Why did you decide to turn your experiences into a book from journals and photos?
I arrived home and was initially mistaken for a street peddler. I was burnt black by the sun, was wearing a blue Chinese cotton coat and carrying a Hessian sack with all my belongings. Eventually, I got really impatient and bored narrating my stories, so I decided to write a few pages. And then strange people appeared at my door, apparently from the foreign ministry armed with maps of China. My father suggested writing a book about it. And that’s what I did. I had no agent – I just sent out ten letters and a map!

Tell us about Heaven Lake.
It is a beautiful snow-fed mountain lake in a small range of mountains in the middle of the desert. You’re baking in the heat, have to buy a cap for yourself, and as you go higher and higher, you visit Heaven Lake – and actually freeze.

The foreword to the book was written “in white heat” three days after the Tiananmen Square massacre.
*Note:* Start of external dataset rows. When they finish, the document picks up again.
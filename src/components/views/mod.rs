mod dashboard;
mod ipod;
mod library;

pub use dashboard::DashboardView;
pub use ipod::IpodView;
pub use library::LibraryView;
In some sense, I am not really qualified to speak about the state of affairs. I have followed it with interest, but I haven’t been back. No one has ever said that the dreadful massacre was wrong. Even now, at a time when the government has created such a prosperous economy, there’s such a strong journalistic hand – and a brutal hand – upon people who want to exercise free speech. Any alternative power centre or centre of allegiance has been crushed with an iron hand. I don’t know where it will lead! Chinese history is perhaps more brutal, and there is a more humanist tradition that goes through it, than in any other country. Even at times when people are in despair, like during the Cultural Revolution, when they had to betray their families, they took refuge in their great poets. They see long continuity, and it helps them get through terrible times.

Do you imagine having the freedom to say ‘I will stay a few extra days’ or to have an adventure like that again?
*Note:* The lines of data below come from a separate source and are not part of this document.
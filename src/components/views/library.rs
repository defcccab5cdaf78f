use dioxus::prelude::*;

use crate::components::songs::{SongsListResponsive, SongsListSkeleton};
use crate::components::{Icon, IpodController, SongsResource};
use crate::songlist::{sort_songs, Paginator, SortSpec};

const SONGS_PER_PAGE: usize = 5;

/// The main library listing: sorted, paginated, responsive, with row
/// clicks driving the selection shown in the detail views.
#[component]
pub fn LibraryView() -> Element {
    let mut songs = use_context::<SongsResource>();
    let mut ipod = use_context::<IpodController>();
    let mut sort = use_signal(SortSpec::default);
    let mut pager = use_signal(|| Paginator::new(SONGS_PER_PAGE));

    // A list-length change snaps back to the first page.
    use_effect(move || {
        if let Some(Ok(list)) = songs() {
            pager.with_mut(|p| p.observe_len(list.len()));
        }
    });

    // Keep the highlighted song's page in view.
    use_effect(move || {
        if let Some(Ok(list)) = songs() {
            let sorted = sort_songs(&list, sort());
            if let Some(index) = ipod.current().selection.highlighted_index(&sorted) {
                let target = pager.peek().page_for_index(index);
                if target != pager.peek().page() {
                    pager.with_mut(|p| p.go_to(target, sorted.len()));
                }
            }
        }
    });

    rsx! {
        div { class: "space-y-6",
            header { class: "flex items-center justify-between",
                h1 { class: "text-2xl font-bold text-white", "Songs" }
                if let Some(Ok(list)) = songs() {
                    span { class: "text-sm text-zinc-500", "{list.len()} songs" }
                }
            }

            {
                match songs() {
                    None => rsx! {
                        SongsListSkeleton {}
                    },
                    Some(Err(err)) => rsx! {
                        div { class: "flex flex-col items-center justify-center py-20 gap-4",
                            Icon { name: "music".to_string(), class: "w-16 h-16 text-zinc-600".to_string() }
                            p { class: "text-zinc-300", "Error loading songs" }
                            p { class: "text-sm text-zinc-500", "{err}" }
                            button {
                                class: "px-4 py-2 rounded-lg text-sm bg-zinc-800 text-zinc-200 hover:bg-zinc-700 transition-colors",
                                onclick: move |_| songs.restart(),
                                "Try again"
                            }
                        }
                    },
                    Some(Ok(list)) => {
                        let sorted = sort_songs(&list, sort());
                        let len = sorted.len();
                        let pager_now = pager();
                        let visible: Vec<_> = pager_now.slice(&sorted).to_vec();
                        let total_pages = pager_now.total_pages(len);
                        let state = ipod.current();

                        rsx! {
                            if sorted.is_empty() {
                                div { class: "flex flex-col items-center justify-center py-20 gap-4",
                                    Icon { name: "music".to_string(), class: "w-16 h-16 text-zinc-600".to_string() }
                                    p { class: "text-zinc-400", "No songs yet. Add one to get started." }
                                }
                            } else {
                                SongsListResponsive {
                                    songs: visible,
                                    sort: sort(),
                                    selected_id: state.selection.selected_id,
                                    highlighted_id: state.selection.highlighted_id,
                                    on_sort: move |spec| sort.set(spec),
                                    on_row_click: move |id| {
                                        ipod.highlight(Some(id));
                                        ipod.select(Some(id));
                                    },
                                }

                                div { class: "flex items-center justify-center gap-4",
                                    button {
                                        class: "px-3 py-1.5 rounded-lg text-sm text-zinc-300 hover:bg-zinc-800 transition-colors disabled:opacity-40",
                                        disabled: !pager_now.has_prev(),
                                        onclick: move |_| pager.with_mut(|p| p.prev_page(len)),
                                        Icon { name: "caret-left".to_string(), class: "w-4 h-4".to_string() }
                                    }
                                    span { class: "text-sm text-zinc-500",
                                        "Page {pager_now.page()} of {total_pages}"
                                    }
                                    button {
                                        class: "px-3 py-1.5 rounded-lg text-sm text-zinc-300 hover:bg-zinc-800 transition-colors disabled:opacity-40",
                                        disabled: !pager_now.has_next(len),
                                        onclick: move |_| pager.with_mut(|p| p.next_page(len)),
                                        Icon { name: "caret-right".to_string(), class: "w-4 h-4".to_string() }
                                    }
                                }
                            }
                        }
                    }
                }
            }
        }
    }
}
I am trying to enter a second childhood, by refusing to do anything. I rarely accept invitations and keep, as far as possible, a blank calendar. And it is not just so much a question of saying ‘I’ll stay here’, but it’s almost as much a question of ‘I am doing Chinese calligraphy, or painting,’ without having the obligation to go somewhere, or be somewhere. My friends now invite me on very short notice – if I’m not on the 13th line of a sonnet, then I’ll say, ‘sure’ – if they invite me with six weeks notice for a sit-down dinner, the answer is: ‘Don’t depend upon me.’

It has been two decades since you have revisited China….
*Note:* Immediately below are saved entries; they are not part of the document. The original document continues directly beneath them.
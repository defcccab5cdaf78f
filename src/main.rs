use dioxus::prelude::*;

mod api;
mod components;
mod db;
mod songlist;

use components::AppShell;

const APP_CSS: Asset = asset!("/assets/app.css");

fn main() {
    dioxus::launch(App);
}

#[component]
fn App() -> Element {
    rsx! {
        document::Meta { name: "theme-color", content: "#18181b" }
        document::Meta { name: "mobile-web-app-capable", content: "yes" }
        document::Meta { name: "apple-mobile-web-app-title", content: "StereoPod" }

        document::Stylesheet { href: APP_CSS }

        AppShell {}
    }
}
It was 1982 when I left China after staying there for two years. In 1989 I went back, seeing that China, like the whole communist world, was opening up. Three days after returning from my visit, I read the newspaper and the headlines – the massacre of thousands of people on the square. Of people who wanted nothing more than a more open system. Sooner or later I will want to go back to China – it is very close to me and to my heart, in terms of the culture. Places change. India has changed a lot.